- [AIM OF THE TASK]: Where does "Error" occur in the listing? Copy every line that holds it.

- [MATERIAL FOR THE TASK]:
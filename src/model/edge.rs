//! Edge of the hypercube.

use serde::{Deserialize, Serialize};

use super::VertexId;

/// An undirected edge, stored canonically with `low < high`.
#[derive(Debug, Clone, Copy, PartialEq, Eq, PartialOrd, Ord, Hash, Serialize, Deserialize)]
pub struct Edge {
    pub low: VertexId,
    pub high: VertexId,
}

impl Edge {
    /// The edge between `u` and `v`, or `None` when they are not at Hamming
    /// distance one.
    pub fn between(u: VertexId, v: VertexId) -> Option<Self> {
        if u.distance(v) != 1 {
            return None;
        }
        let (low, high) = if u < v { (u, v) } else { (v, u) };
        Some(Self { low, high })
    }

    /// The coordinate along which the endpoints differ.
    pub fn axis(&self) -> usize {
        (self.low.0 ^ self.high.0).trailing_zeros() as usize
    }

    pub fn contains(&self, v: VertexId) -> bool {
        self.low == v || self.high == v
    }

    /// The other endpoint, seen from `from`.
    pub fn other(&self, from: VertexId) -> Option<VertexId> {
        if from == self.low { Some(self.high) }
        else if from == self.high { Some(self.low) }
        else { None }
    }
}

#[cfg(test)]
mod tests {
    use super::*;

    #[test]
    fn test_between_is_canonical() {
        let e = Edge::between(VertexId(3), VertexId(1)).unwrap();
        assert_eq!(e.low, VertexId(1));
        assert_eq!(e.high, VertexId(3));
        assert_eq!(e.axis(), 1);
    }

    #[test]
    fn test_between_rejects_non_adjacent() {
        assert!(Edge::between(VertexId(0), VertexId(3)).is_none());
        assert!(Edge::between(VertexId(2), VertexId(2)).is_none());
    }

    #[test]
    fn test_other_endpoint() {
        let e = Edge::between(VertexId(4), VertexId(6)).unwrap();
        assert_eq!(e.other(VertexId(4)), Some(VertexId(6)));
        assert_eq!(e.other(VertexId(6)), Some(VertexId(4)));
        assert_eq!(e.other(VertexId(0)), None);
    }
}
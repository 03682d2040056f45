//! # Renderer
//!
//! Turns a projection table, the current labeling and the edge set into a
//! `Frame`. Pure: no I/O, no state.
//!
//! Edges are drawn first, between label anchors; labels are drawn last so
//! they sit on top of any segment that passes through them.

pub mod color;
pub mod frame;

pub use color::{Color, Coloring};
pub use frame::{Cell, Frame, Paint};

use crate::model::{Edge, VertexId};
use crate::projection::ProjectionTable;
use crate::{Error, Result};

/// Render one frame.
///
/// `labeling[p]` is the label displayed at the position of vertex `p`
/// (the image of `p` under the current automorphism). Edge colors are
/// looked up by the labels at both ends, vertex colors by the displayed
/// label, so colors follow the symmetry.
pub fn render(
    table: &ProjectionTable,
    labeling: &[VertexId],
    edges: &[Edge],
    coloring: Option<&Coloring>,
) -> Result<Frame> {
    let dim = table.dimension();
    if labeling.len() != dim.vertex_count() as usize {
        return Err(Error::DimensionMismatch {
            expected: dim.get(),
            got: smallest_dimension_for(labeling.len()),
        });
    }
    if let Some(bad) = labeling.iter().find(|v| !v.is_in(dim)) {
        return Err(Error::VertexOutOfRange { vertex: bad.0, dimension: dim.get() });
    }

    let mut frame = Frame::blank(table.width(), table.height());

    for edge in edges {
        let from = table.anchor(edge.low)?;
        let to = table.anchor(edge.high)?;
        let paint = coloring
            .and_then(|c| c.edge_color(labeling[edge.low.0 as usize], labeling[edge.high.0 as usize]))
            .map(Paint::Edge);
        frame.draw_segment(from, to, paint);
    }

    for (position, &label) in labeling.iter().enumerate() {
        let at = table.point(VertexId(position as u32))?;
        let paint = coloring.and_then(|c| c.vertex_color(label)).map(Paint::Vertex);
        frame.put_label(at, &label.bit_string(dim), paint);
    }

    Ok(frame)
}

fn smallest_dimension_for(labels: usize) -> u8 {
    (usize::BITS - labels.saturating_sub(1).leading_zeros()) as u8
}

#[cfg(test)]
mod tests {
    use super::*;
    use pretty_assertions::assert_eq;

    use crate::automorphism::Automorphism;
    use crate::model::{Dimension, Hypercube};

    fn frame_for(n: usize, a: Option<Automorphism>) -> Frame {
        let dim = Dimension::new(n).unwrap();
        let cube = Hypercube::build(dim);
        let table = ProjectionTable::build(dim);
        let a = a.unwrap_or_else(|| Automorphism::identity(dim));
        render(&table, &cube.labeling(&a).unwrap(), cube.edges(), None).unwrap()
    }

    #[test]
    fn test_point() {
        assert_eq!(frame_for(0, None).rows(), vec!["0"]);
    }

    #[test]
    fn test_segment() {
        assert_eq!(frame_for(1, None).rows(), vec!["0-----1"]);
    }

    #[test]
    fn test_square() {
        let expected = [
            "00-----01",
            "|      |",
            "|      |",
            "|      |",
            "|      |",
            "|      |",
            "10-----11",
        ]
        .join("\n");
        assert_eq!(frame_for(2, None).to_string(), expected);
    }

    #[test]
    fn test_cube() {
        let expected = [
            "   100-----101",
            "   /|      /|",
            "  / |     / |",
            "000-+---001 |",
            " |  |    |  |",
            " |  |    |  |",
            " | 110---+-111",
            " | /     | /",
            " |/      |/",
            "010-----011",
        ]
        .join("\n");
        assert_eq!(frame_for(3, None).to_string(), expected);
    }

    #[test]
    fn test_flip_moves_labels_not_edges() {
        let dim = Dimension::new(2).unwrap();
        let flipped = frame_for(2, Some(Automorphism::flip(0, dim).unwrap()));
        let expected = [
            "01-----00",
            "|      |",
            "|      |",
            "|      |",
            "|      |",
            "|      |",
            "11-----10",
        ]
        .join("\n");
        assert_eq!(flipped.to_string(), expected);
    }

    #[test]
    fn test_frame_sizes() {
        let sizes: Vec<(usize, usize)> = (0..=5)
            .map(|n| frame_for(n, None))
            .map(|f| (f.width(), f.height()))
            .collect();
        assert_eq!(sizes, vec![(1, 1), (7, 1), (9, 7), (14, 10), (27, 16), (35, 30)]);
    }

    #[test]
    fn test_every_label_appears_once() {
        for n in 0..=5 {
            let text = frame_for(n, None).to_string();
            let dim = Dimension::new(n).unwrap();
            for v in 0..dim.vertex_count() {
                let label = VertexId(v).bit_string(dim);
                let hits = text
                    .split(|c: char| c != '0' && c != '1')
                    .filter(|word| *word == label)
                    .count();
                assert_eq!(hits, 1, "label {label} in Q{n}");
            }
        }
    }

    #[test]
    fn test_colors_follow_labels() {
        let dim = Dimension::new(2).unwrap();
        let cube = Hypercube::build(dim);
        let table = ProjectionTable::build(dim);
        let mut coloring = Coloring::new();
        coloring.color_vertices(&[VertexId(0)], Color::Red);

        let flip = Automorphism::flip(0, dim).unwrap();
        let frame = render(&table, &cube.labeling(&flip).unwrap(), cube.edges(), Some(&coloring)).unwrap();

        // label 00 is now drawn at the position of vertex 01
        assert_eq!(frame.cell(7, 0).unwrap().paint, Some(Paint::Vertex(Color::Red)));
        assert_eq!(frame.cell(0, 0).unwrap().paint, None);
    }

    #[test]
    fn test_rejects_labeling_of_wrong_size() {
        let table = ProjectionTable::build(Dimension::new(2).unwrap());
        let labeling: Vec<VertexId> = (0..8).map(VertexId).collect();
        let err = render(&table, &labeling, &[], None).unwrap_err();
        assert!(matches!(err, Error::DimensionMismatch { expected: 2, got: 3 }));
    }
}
--
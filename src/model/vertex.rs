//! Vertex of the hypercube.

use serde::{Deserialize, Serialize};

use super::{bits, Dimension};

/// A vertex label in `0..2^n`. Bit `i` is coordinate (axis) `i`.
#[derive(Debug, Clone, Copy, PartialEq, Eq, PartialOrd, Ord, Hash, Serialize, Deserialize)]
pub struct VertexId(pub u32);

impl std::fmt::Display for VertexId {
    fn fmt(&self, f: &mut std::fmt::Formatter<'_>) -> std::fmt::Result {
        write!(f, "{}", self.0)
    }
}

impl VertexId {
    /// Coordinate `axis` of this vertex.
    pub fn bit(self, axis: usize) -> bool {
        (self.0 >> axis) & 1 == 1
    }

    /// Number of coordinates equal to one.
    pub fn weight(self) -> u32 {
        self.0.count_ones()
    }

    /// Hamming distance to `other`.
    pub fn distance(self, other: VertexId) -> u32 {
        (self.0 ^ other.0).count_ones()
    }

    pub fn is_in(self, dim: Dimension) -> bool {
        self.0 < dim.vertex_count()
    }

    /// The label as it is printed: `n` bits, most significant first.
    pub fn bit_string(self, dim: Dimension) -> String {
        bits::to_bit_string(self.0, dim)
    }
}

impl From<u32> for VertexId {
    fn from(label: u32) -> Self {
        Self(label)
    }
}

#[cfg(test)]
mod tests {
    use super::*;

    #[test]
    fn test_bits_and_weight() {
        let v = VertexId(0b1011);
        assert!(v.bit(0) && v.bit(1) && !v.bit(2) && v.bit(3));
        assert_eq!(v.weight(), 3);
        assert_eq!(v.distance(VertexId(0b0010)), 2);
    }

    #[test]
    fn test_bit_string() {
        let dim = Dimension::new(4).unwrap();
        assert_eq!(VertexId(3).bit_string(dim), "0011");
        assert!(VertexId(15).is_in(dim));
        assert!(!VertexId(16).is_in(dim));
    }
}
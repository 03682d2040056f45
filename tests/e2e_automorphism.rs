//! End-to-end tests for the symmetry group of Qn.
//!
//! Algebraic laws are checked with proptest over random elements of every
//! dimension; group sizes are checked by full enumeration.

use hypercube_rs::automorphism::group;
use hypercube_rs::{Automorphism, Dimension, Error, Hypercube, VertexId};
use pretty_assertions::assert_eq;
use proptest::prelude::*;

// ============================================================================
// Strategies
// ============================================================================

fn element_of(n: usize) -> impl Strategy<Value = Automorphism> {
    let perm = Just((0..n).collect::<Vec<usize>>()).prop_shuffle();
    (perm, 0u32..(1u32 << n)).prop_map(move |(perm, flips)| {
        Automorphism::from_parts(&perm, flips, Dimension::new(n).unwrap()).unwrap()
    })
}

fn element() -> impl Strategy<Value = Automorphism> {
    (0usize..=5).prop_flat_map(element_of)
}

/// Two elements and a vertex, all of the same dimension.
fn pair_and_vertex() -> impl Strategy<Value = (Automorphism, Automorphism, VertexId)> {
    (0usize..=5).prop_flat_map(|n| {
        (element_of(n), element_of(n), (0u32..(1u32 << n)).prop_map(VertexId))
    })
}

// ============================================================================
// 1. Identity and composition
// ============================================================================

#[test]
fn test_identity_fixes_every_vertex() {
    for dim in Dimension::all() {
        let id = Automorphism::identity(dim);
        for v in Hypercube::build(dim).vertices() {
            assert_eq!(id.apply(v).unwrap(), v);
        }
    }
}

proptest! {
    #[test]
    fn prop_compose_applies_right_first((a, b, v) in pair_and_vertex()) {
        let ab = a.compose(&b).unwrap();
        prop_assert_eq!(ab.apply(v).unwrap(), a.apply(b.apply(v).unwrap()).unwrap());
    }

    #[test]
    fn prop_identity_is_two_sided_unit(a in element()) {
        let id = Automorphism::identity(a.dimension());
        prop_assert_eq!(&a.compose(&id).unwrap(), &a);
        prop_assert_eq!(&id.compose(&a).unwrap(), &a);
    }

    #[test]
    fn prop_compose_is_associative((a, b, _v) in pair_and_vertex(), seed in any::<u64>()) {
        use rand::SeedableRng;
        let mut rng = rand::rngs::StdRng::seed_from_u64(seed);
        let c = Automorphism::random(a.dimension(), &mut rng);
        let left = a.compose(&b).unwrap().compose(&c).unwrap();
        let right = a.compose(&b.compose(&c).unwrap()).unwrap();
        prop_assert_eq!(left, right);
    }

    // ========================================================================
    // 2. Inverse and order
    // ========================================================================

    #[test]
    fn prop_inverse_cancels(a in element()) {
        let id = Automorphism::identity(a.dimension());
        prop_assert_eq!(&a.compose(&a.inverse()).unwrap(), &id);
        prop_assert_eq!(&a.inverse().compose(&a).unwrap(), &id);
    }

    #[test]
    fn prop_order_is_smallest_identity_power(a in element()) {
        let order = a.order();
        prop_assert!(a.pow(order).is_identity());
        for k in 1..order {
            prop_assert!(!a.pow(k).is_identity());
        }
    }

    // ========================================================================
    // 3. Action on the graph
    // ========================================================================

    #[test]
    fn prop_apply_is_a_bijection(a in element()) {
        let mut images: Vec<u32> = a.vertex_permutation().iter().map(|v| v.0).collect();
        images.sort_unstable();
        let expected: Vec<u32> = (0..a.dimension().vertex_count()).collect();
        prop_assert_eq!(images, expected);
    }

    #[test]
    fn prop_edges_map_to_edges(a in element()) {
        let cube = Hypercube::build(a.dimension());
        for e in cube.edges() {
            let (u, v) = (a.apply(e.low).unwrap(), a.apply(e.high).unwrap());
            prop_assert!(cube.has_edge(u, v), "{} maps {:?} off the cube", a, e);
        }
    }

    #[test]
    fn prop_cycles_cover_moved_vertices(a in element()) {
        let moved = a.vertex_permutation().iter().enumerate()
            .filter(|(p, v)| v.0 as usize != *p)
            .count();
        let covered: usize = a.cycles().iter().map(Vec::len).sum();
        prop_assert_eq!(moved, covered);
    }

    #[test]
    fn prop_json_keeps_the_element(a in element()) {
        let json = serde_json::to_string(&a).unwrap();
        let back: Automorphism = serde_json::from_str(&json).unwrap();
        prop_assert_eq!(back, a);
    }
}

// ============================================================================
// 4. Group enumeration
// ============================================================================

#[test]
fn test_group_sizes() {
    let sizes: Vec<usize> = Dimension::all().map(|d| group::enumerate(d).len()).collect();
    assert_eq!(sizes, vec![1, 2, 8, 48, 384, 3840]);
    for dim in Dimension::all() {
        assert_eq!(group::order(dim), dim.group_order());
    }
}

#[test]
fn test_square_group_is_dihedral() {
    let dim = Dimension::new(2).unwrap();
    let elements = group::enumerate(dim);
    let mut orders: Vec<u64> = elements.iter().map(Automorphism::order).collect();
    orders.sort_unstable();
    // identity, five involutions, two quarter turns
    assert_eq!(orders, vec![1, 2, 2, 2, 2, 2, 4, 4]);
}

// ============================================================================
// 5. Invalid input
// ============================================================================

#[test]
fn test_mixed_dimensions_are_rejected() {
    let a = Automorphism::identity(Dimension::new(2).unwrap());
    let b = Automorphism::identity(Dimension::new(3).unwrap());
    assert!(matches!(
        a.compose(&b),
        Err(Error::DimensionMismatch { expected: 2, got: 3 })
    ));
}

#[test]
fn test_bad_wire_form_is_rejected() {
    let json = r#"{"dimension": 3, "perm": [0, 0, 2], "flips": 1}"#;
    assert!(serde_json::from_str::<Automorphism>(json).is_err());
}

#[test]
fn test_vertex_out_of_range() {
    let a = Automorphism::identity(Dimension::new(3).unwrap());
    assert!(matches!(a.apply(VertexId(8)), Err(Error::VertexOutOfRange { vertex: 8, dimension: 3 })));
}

- [TASK RESPONSE]:
use crate::{Error, Result};
        return Err(Error::DimensionMismatch {
        return Err(Error::VertexOutOfRange { vertex: bad.0, dimension: dim.get() });
        assert!(matches!(err, Error::DimensionMismatch { expected: 2, got: 3 }));
use hypercube_rs::{Automorphism, Dimension, Error, Hypercube, VertexId};
        Err(Error::DimensionMismatch { expected: 2, got: 3 })
    assert!(matches!(a.apply(VertexId(8)), Err(Error::VertexOutOfRange { vertex: 8, dimension: 3 })));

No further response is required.